Neveser Aksoy’u Ankara’da bir sergisinden tanımıştım. Aradan yıllar geçti ama iletişimi koparmadık. Sanatçı olan ablası Nevbahar Aksoy  da Ankara’da düzenlenen bazı fuarlara gerek kendi gerek kardeşi adına katılmıştı, hatırlıyorum. Birbirlerine hiç benzemeyen ama kardeş oldukları nedense ilk bakışta hemen anlaşılan böyle ilginç bir kardeşlik bağıntısı ne gördüm ne işittim. Neveser Aksoy Paris’de yaşıyor. Oralarda eğitim görmüş bir sanatçımız. Sergide kendisini bekleyen bir sürpriz de vardı; bir lise arkadaşıyla ilk kez bir araya geldi. Bilirim bu tip karşılaşmaları. İnsan yeni arkadaşlar tabii ki edinebilir ama eski arkadaşla ‘yav nerede kalmıştık?’ der ve oradan devam edersiniz. Aradan yıllar geimiş, hiç fark etmez.
Sergiye gelirsek; konu pencereler. Bu pencereler bazen ardındaki dünyayı saklıyor, bazen içindeki yaşamı çiçek açar gibi gözümüzün önüne seriyor, bazen de bambaşka alemlere hem sizi hem kendisini  daldırıyor götürüyor. Duvar resimleri (graffiti) de Aksoy’un ilgi alanı içerisinde. Paris’den, İstanbul’dan kokular var.  Eski sanatçıları hatırlarım, ‘ben Paris’deyken…’ diye lafa başlarlardı. O zaman akan sular dururdu. Ama işte şu anda karşımda tam bir ‘Parisienne’  sanatçı var. Graffitinin ilk çağlarda mağara duvarlarındaki resimlere kadar tarihi bir yolculuğu var. Müthiş ressamlardı bu ilk atalarımız. Modern devirlerde ise yeniden doğuşu ise büyük ölçüde Berlin’i ikiye ayıran duvarın üzerine yapılan resimler ve yazılan yazı ve sloganlarla olmuş. Bugüne gelirsek ‘hip-hop’ kültürünün etkisini görüyoruz. Hiphop dışlanmışların kültürü.Zaten alt kültürler üst kültürlerin temelini oluşturuyor. Ben üst kültürden gelip de tutunan bir sanat dalı bilmiyorum. En azından özünde alt kültürdür ama üst kültür olarak gözüebilir. Üste geçen alt kültür rafineleşerek evrenselleşebiliyor.  
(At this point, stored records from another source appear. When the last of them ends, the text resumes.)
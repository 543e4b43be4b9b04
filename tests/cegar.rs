use std::cell::Cell;
use std::collections::{BTreeMap, BTreeSet};

use test_log::test;

use lazy_cpa::algorithm::{CpaAlgorithm, Verdict};
use lazy_cpa::boolprog::BooleanProgramManager;
use lazy_cpa::cfa::{Cfa, CfaBuilder, CfaEdge};
use lazy_cpa::config::Config;
use lazy_cpa::error::CpaError;
use lazy_cpa::expr::Expr;
use lazy_cpa::manager::{CounterexampleTraceInfo, Formula, FormulaManager};
use lazy_cpa::predicate::{Predicate, PredicateScope, UpdateablePredicateMap};
use lazy_cpa::state::AbstractState;
use lazy_cpa::stop::ReachedSet;
use lazy_cpa::transfer::{Successor, TransferRelation};

/// `x := true; if (!x) error;`
fn guarded() -> Cfa {
    let mut builder = CfaBuilder::new();
    let main = builder.function("main").unwrap();
    let l1 = builder.node("main");
    let err = builder.error_node("main");
    builder.assign(main.entry, l1, "x", Expr::Lit(true));
    builder.branch(l1, Expr::var("x").not(), err, main.exit);
    builder.build().unwrap()
}

/// A lock that is acquired on request and released right away; acquiring it
/// twice is an error.
///
/// ```text
/// lock := false;
/// loop {
///     req := *;
///     if (req) {
///         if (lock) error;
///         lock := true;
///         lock := false;
///     }
/// }
/// ```
fn lock() -> Cfa {
    let mut builder = CfaBuilder::new();
    let main = builder.function("main").unwrap();
    let head = builder.node("main");
    let h1 = builder.node("main");
    let acq = builder.node("main");
    let a2 = builder.node("main");
    let rel = builder.node("main");
    let err = builder.error_node("main");
    builder.assign(main.entry, head, "lock", Expr::Lit(false));
    builder.havoc(head, h1, "req");
    builder.branch(h1, Expr::var("req"), acq, head);
    builder.branch(acq, Expr::var("lock"), err, a2);
    builder.assign(a2, rel, "lock", Expr::Lit(true));
    builder.assign(rel, head, "lock", Expr::Lit(false));
    builder.blank(head, main.exit);
    builder.build().unwrap()
}

/// `flip` negates `x`; `main` flips twice and checks `x` after each call.
///
/// ```text
/// x := false;
/// flip(); if (!x) error;
/// flip(); if (x) error;
/// ```
fn flip_twice() -> Cfa {
    let mut builder = CfaBuilder::new();
    let main = builder.function("main").unwrap();
    let c1 = builder.node("main");
    let r1 = builder.node("main");
    let c2 = builder.node("main");
    let r2 = builder.node("main");
    let err = builder.error_node("main");
    builder.assign(main.entry, c1, "x", Expr::Lit(false));
    builder.call(c1, "flip", r1);
    builder.branch(r1, Expr::var("x").not(), err, c2);
    builder.call(c2, "flip", r2);
    builder.branch(r2, Expr::var("x"), err, main.exit);
    let flip = builder.function("flip").unwrap();
    builder.assign(flip.entry, flip.exit, "x", Expr::var("x").not());
    builder.build().unwrap()
}

/// `x := false; flip(); if (x) error;`, which fails.
fn flip_once_unsafe() -> Cfa {
    let mut builder = CfaBuilder::new();
    let main = builder.function("main").unwrap();
    let c1 = builder.node("main");
    let r1 = builder.node("main");
    let err = builder.error_node("main");
    builder.assign(main.entry, c1, "x", Expr::Lit(false));
    builder.call(c1, "flip", r1);
    builder.branch(r1, Expr::var("x"), err, main.exit);
    let flip = builder.function("flip").unwrap();
    builder.assign(flip.entry, flip.exit, "x", Expr::var("x").not());
    builder.build().unwrap()
}

/// `a := *; b := a; if (a ^ b) error;`
fn copy() -> Cfa {
    let mut builder = CfaBuilder::new();
    let main = builder.function("main").unwrap();
    let l1 = builder.node("main");
    let l2 = builder.node("main");
    let err = builder.error_node("main");
    builder.havoc(main.entry, l1, "a");
    builder.assign(l1, l2, "b", Expr::var("a"));
    builder.branch(l2, Expr::var("a").xor(Expr::var("b")), err, main.exit);
    builder.build().unwrap()
}

fn analyze(cfa: &Cfa, config: &Config) -> Result<Verdict, CpaError> {
    CpaAlgorithm::for_boolean_program(cfa, config)?.run()
}

#[test]
fn test_guarded_is_safe() {
    assert_eq!(analyze(&guarded(), &Config::default()).unwrap(), Verdict::Safe);
}

#[test]
fn test_lock_is_safe() {
    let cfa = lock();
    let mut algorithm = CpaAlgorithm::for_boolean_program(&cfa, &Config::default()).unwrap();
    assert_eq!(algorithm.run().unwrap(), Verdict::Safe);
    let stats = algorithm.statistics();
    assert!(stats.refinements >= 1);
    assert!(stats.states_covered >= 1);
}

#[test]
fn test_copy_is_safe() {
    assert_eq!(analyze(&copy(), &Config::default()).unwrap(), Verdict::Safe);
}

#[test]
fn test_lock_is_safe_in_every_mode() {
    let cfa = lock();
    let configs = [
        Config::default().with_breadth_first(true),
        Config::default().with_location_indexed_reached(false),
        Config::default().with_predicate_scope(PredicateScope::Function),
        Config::default().with_predicate_scope(PredicateScope::Global),
        Config::default()
            .with_breadth_first(true)
            .with_predicate_scope(PredicateScope::Global),
    ];
    for config in &configs {
        assert_eq!(analyze(&cfa, config).unwrap(), Verdict::Safe, "{:?}", config);
    }
}

#[test]
fn test_unsafe_trace() {
    let mut builder = CfaBuilder::new();
    let main = builder.function("main").unwrap();
    let l1 = builder.node("main");
    let err = builder.error_node("main");
    builder.havoc(main.entry, l1, "x");
    builder.branch(l1, Expr::var("x"), err, main.exit);
    let cfa = builder.build().unwrap();

    let Verdict::Unsafe(trace) = analyze(&cfa, &Config::default()).unwrap() else {
        panic!("program must be unsafe");
    };
    assert_eq!(trace.len(), 3);
    assert_eq!(trace.error_location(), err);
    assert_eq!(trace.steps[0].location, main.entry);
    assert!(trace.steps[2].values["x"]);
}

#[test]
fn test_interprocedural_safe() {
    let cfa = flip_twice();
    for config in [Config::default(), Config::default().with_breadth_first(true)] {
        assert_eq!(analyze(&cfa, &config).unwrap(), Verdict::Safe);
    }
}

#[test]
fn test_interprocedural_unsafe() {
    let cfa = flip_once_unsafe();
    let Verdict::Unsafe(trace) = analyze(&cfa, &Config::default()).unwrap() else {
        panic!("program must be unsafe");
    };
    let flip = cfa.function("flip").unwrap();
    assert!(trace.steps.iter().any(|step| step.location == flip.exit));
    assert!(trace.steps.last().unwrap().values["x"]);
}

#[test]
fn test_no_refinement() {
    let config = Config::default().with_refinement(false);
    assert!(matches!(
        analyze(&guarded(), &config),
        Err(CpaError::ErrorWithoutRefinement { .. })
    ));
}

#[test]
fn test_no_refinement_without_errors() {
    let mut builder = CfaBuilder::new();
    let main = builder.function("main").unwrap();
    builder.havoc(main.entry, main.exit, "x");
    let cfa = builder.build().unwrap();

    let config = Config::default().with_refinement(false);
    assert_eq!(analyze(&cfa, &config).unwrap(), Verdict::Safe);
}

fn predicate_file(name: &str, contents: &str) -> std::path::PathBuf {
    let path = std::env::temp_dir().join(format!("lazy-cpa-{}-{}.preds", name, std::process::id()));
    std::fs::write(&path, contents).unwrap();
    path
}

#[test]
fn test_fixed_predicates() {
    let path = predicate_file("fixed", "# all we need\n*: x\n");
    let config = Config::default().with_predicate_file(&path);
    let cfa = guarded();
    let mut algorithm = CpaAlgorithm::for_boolean_program(&cfa, &config).unwrap();
    let verdict = algorithm.run();
    std::fs::remove_file(&path).unwrap();

    assert_eq!(verdict.unwrap(), Verdict::Safe);
    assert_eq!(algorithm.statistics().refinements, 0);
    assert!(!algorithm.transfer().precision().is_refinable());
}

#[test]
fn test_fixed_predicates_too_weak() {
    let path = predicate_file("weak", "main: true\n");
    let config = Config::default().with_predicate_file(&path);
    let result = analyze(&guarded(), &config);
    std::fs::remove_file(&path).unwrap();

    assert!(matches!(result, Err(CpaError::ErrorWithoutRefinement { .. })));
}

#[test]
fn test_predicate_file_errors() {
    let path = predicate_file("unknown", "*: nope\n");
    let config = Config::default().with_predicate_file(&path);
    let result = CpaAlgorithm::for_boolean_program(&guarded(), &config).map(|_| ());
    std::fs::remove_file(&path).unwrap();
    assert!(matches!(result, Err(CpaError::Parse(_))));

    let config = Config::default().with_predicate_file("/nonexistent/lazy-cpa.preds");
    assert!(matches!(
        CpaAlgorithm::for_boolean_program(&guarded(), &config).map(|_| ()),
        Err(CpaError::Io(_))
    ));
}

#[test]
fn test_config_from_properties() {
    let config = Config::from_properties("analysis.bfs = true\ncpa.predicates.scope = global\n").unwrap();
    assert_eq!(analyze(&flip_twice(), &config).unwrap(), Verdict::Safe);
}

fn transfer(cfa: &Cfa) -> TransferRelation<'_, BooleanProgramManager> {
    let config = Config::default();
    TransferRelation::new(
        cfa,
        BooleanProgramManager::new(cfa),
        Box::new(UpdateablePredicateMap::new(config.predicate_scope)),
        &config,
    )
}

#[test]
fn test_first_successor() {
    let mut builder = CfaBuilder::new();
    let main = builder.function("main").unwrap();
    let edge = builder.blank(main.entry, main.exit);
    let cfa = builder.build().unwrap();
    let mut tr = transfer(&cfa);

    let root = tr.initial_state(main.entry);
    let Ok(Successor::State(s)) = tr.successor(root, edge) else {
        panic!("successor must exist");
    };
    assert_eq!(s.id(), root.id() + 1);
    assert_eq!(tr.art()[s].parent(), Some(root));
    assert!(tr.manager().bdd().is_one(tr.art()[s].abstraction()));
}

#[test]
fn test_return_to_wrong_call_site() {
    let cfa = flip_twice();
    let mut tr = transfer(&cfa);
    let main = cfa.main();
    let flip = cfa.function("flip").unwrap();

    let root = tr.initial_state(main.entry);
    let mut state = root;
    // x := false; call flip; x := !x
    for _ in 0..3 {
        let edge = cfa.leaving(tr.art()[state].location())[0];
        let Ok(Successor::State(next)) = tr.successor(state, edge) else {
            panic!("straight-line prefix must be feasible");
        };
        state = next;
    }
    assert_eq!(tr.art()[state].location(), flip.exit);
    let expected = tr.art()[state].context().top().unwrap().return_location;

    let returns = cfa.leaving(flip.exit);
    assert_eq!(returns.len(), 2);
    for &edge in returns {
        let result = tr.successor(state, edge).unwrap();
        if cfa.edge(edge).to == expected {
            assert!(matches!(result, Successor::State(_)));
        } else {
            assert_eq!(result, Successor::Bottom);
        }
    }
}

#[test]
fn test_coverage_needs_same_context() {
    let cfa = flip_twice();
    let mut tr = transfer(&cfa);
    let main = cfa.main();
    let flip = cfa.function("flip").unwrap();
    let mut reached = ReachedSet::location_indexed();

    // Both calls enter `flip` with abstraction true, from different call sites.
    let root = tr.initial_state(main.entry);
    reached.add(root, main.entry);
    let mut entries = Vec::new();
    let mut state = root;
    for _ in 0..7 {
        let location = tr.art()[state].location();
        let mut next = None;
        for &edge in cfa.leaving(location) {
            if cfa.is_error_location(cfa.edge(edge).to) {
                continue;
            }
            if let Ok(Successor::State(s)) = tr.successor(state, edge) {
                next = Some(s);
                break;
            }
        }
        state = next.unwrap();
        if tr.art()[state].location() == flip.entry {
            entries.push(state);
        }
    }
    assert_eq!(entries.len(), 2);

    reached.add(entries[0], flip.entry);
    assert!(!tr.stop(entries[1], &reached));
    assert!(tr.covered_by(entries[0]).is_empty());
    assert_eq!(
        tr.art()[entries[0]].abstraction(),
        tr.art()[entries[1]].abstraction()
    );
    assert_ne!(
        tr.art()[entries[0]].context().top().unwrap().return_location,
        tr.art()[entries[1]].context().top().unwrap().return_location
    );
}

/// Boolean-program manager that hands the predicates of its first spurious
/// path to the error state, which makes the error state the refinement root.
struct BlameErrorStateOnce {
    inner: BooleanProgramManager,
    blamed: Cell<bool>,
}

impl FormulaManager for BlameErrorStateOnce {
    fn make_true(&self) -> Formula {
        self.inner.make_true()
    }

    fn is_false(&self, formula: Formula) -> bool {
        self.inner.is_false(formula)
    }

    fn entails(&self, a: Formula, b: Formula) -> bool {
        self.inner.entails(a, b)
    }

    fn build_abstraction(&self, state: &AbstractState, edge: &CfaEdge, predicates: &BTreeSet<Predicate>) -> Formula {
        self.inner.build_abstraction(state, edge, predicates)
    }

    fn build_counterexample_trace(&self, cfa: &Cfa, path: &[&AbstractState]) -> CounterexampleTraceInfo {
        let info = self.inner.build_counterexample_trace(cfa, path);
        match info {
            CounterexampleTraceInfo::Spurious { predicates } if !self.blamed.replace(true) => {
                let all: BTreeSet<Predicate> = predicates.into_values().flatten().collect();
                let error = path[path.len() - 1].id();
                CounterexampleTraceInfo::Spurious {
                    predicates: BTreeMap::from([(error, all)]),
                }
            }
            info => info,
        }
    }
}

#[test]
fn test_refinement_at_error_state_keeps_sibling_edges() {
    // x := false; if (x) error1; if (!x) error2;
    let mut builder = CfaBuilder::new();
    let main = builder.function("main").unwrap();
    let l1 = builder.node("main");
    let err1 = builder.error_node("main");
    let err2 = builder.error_node("main");
    builder.assign(main.entry, l1, "x", Expr::Lit(false));
    builder.assume(l1, err1, Expr::var("x"));
    builder.assume(l1, err2, Expr::var("x").not());
    let cfa = builder.build().unwrap();

    let manager = BlameErrorStateOnce {
        inner: BooleanProgramManager::new(&cfa),
        blamed: Cell::new(false),
    };
    let config = Config::default();
    let precision = Box::new(UpdateablePredicateMap::new(config.predicate_scope));
    let mut algorithm = CpaAlgorithm::new(&cfa, manager, precision, &config);

    let Verdict::Unsafe(trace) = algorithm.run().unwrap() else {
        panic!("the path to error2 is feasible");
    };
    assert_eq!(trace.error_location(), err2);
    assert_eq!(algorithm.statistics().refinements, 2);
}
Neyse, özellikle Amerika’da 1970’lerde gettolarından çıkan zencilerin başta müzik olarak geliştirdiği bir kültür bu hip hop. Sonraları duvarlara da sıçramış. Özünde protest kültürüdür. Bizde de özellikle Gezi olaylarında graffitinin en güzel örneklerini gördük. Yaratıcı bir milletiz aslında; beynimizdeki zincirlerden bir kurtulsak!Kurtuluyoruz, kurtuluyoruz!... Graffiti sonunda popüler bir evrensel sanat dalı oldu çıktı. Tabii pencereler olur da graffiti olmaz mı? İşte Neveser Aksoy’un pencerelerinin bulunduğu duvarlar da böyle. Nasıl yapmış? Karışık teknik kullanıyor; akrilik, kum, kolaj, camaltı… Kolajlarında ya graffiti örneklerini fotoğraflayıp kullanıyor, ya bazı duvarlardan, ya da gazete mecmua gibi graffiti örneklerini kesip kullanıyor. Camaltı eserleri ise gerçek pencerelerin gerçek boyutunda;   çerçeveleri de hakiki pencere çerçeveleri Ama bu çerçeveleri de kendisi yapıyor. Dolayısıyla pencere çerçevesi sergisi de görmüş oluyoruz. Camaltılarında hakiki cam yerine ‘verre artificiel’ (yapay cam) malzemesi kullanıyor. Bu da camın kırılma tehlikesine karşı bir önlem ayni zamanda. Camaltının geleneksel mitolojik konularının yerine gene modern hip-hop kültürünün örneklerinin sosunu görüyoruz. Orijinal ve ilginç bir dünya. İşte bu bu dünyanın sergisi. Sanatçı büyük graffitiler yapmayı da düşünüyor. Şöyle ki, direkt duvarlara resim yapmak yerine afiş gibi hazırlayacağı tipik graffiti örneklerini şehir duvarlarına kolajlamak! Nasıl fikir? Merakla bekleyeceğiz.